** Problem **
Show every line in the records below that contains the word "ExplorerConfig".

** Extracted data **
*** Block opens ***
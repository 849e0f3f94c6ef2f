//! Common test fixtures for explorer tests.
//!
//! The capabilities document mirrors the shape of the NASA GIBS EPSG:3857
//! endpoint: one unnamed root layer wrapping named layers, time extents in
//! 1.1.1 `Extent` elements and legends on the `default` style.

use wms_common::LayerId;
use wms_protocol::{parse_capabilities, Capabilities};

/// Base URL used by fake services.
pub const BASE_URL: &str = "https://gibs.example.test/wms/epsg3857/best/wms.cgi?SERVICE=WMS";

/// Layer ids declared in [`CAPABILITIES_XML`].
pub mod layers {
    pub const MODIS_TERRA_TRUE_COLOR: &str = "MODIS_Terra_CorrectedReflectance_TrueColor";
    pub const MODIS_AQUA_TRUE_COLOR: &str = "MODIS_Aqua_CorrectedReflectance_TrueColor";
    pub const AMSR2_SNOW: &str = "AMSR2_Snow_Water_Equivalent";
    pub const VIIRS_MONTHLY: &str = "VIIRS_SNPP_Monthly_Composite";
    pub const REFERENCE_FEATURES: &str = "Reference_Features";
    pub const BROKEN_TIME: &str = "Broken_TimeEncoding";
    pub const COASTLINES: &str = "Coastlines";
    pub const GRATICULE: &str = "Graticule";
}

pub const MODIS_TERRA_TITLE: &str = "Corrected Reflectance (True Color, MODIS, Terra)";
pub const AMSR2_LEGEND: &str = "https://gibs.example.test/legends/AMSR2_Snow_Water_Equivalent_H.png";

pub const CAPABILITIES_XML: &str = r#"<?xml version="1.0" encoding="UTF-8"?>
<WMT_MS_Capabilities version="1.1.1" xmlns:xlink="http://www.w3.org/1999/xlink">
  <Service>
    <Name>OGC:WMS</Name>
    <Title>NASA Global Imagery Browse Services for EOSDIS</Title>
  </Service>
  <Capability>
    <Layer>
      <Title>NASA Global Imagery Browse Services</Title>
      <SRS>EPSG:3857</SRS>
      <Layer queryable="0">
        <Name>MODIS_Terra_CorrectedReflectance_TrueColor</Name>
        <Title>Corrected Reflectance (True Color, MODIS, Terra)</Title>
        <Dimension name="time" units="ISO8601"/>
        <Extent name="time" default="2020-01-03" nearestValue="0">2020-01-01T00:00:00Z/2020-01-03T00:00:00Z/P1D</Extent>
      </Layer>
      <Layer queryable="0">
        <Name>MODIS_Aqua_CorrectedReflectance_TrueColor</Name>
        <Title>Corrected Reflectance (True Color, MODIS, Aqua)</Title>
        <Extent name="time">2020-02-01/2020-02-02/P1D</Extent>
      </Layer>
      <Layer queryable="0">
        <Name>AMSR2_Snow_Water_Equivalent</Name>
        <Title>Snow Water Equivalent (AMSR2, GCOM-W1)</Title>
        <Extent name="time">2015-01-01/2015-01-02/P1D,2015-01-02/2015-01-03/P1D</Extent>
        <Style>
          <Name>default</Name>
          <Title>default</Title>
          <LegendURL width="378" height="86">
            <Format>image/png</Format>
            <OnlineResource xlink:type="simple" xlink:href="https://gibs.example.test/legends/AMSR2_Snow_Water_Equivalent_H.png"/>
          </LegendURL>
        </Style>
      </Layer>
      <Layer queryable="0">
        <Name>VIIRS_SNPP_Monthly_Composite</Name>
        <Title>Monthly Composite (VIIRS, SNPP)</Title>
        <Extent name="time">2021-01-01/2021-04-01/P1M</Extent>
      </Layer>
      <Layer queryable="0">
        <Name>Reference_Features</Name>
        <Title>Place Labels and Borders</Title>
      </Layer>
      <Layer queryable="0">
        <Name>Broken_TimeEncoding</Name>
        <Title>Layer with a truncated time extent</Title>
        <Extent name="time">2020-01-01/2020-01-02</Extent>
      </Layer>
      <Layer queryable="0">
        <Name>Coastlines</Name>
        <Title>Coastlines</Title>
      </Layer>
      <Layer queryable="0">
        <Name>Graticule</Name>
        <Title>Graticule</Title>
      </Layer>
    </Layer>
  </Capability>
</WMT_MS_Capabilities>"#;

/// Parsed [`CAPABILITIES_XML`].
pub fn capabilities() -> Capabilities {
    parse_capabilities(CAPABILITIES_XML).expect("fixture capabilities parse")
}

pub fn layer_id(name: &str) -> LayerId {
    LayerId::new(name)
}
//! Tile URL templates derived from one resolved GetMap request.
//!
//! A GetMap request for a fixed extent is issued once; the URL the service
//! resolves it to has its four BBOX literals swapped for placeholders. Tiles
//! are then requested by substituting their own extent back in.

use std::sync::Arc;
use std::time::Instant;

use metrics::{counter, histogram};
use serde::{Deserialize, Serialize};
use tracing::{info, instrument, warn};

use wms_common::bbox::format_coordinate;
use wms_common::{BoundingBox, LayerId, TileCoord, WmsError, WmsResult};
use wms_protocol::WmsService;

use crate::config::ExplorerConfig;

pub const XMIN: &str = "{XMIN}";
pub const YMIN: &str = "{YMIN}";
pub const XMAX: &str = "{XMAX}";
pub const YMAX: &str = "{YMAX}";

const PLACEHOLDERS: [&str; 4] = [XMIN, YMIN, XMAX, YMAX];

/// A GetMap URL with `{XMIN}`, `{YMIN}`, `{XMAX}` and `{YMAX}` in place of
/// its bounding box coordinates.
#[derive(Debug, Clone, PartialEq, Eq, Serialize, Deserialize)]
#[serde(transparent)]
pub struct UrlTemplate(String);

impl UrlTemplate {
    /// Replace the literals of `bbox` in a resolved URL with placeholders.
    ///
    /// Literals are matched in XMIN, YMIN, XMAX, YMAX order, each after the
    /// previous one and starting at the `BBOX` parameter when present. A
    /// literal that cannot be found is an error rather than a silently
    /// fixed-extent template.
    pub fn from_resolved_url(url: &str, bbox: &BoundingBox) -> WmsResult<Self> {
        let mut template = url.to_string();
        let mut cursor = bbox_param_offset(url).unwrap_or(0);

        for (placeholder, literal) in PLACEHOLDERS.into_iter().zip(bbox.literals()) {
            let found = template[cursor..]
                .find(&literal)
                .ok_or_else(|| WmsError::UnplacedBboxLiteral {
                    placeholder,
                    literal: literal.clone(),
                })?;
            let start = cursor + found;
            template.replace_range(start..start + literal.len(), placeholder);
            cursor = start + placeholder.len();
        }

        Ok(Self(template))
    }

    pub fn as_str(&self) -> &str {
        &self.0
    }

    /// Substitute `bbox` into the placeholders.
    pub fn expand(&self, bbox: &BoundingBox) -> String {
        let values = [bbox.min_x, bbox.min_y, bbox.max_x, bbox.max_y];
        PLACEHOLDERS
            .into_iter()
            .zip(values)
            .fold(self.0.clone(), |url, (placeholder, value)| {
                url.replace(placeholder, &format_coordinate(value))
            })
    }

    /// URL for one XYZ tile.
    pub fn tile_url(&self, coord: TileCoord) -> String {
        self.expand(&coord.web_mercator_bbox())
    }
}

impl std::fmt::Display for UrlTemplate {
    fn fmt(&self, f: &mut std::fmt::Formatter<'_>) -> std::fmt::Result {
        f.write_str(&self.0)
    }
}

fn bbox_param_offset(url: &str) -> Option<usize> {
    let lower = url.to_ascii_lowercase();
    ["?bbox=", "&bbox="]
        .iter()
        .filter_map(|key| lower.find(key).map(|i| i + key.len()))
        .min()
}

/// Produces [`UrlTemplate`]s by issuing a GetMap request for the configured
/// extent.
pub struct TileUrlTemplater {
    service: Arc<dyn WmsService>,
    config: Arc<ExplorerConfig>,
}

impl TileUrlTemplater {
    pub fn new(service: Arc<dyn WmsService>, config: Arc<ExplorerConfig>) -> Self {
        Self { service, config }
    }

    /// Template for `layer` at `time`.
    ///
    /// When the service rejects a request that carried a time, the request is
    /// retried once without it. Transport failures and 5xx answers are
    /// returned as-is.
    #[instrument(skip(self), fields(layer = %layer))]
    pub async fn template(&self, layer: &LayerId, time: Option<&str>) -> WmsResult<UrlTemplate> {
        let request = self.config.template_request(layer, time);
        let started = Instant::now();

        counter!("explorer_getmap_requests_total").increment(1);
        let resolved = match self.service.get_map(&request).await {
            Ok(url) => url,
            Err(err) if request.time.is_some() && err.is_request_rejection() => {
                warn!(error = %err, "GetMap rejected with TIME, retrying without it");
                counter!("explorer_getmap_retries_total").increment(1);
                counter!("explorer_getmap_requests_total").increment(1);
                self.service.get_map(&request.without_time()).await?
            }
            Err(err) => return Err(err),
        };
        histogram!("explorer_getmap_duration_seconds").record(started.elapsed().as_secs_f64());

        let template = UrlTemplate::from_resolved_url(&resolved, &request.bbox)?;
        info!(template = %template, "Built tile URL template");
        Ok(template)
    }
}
*** Block closes ***
** Exercise solution **
use crate::config::ExplorerConfig;
    config: Arc<ExplorerConfig>,
    pub fn new(service: Arc<dyn WmsService>, config: Arc<ExplorerConfig>) -> Self {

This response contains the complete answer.